INSTRUCTIONS TO FOLLOW>
Each of the records must appear again, exactly as it was written.

**********

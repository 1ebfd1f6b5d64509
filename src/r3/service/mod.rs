//! Service module - K2HR3 services and their member tenants

mod api;
mod models;

pub use api::Service;
pub use models::ServiceOperation;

**********

ANSWER TO THE PROBLEM>
repository 1ebfd1f6b5d64509
filename src/r3/service/mod.rs
//! Service module - K2HR3 services and their member tenants

mod api;
mod models;

pub use api::Service;
pub use models::ServiceOperation;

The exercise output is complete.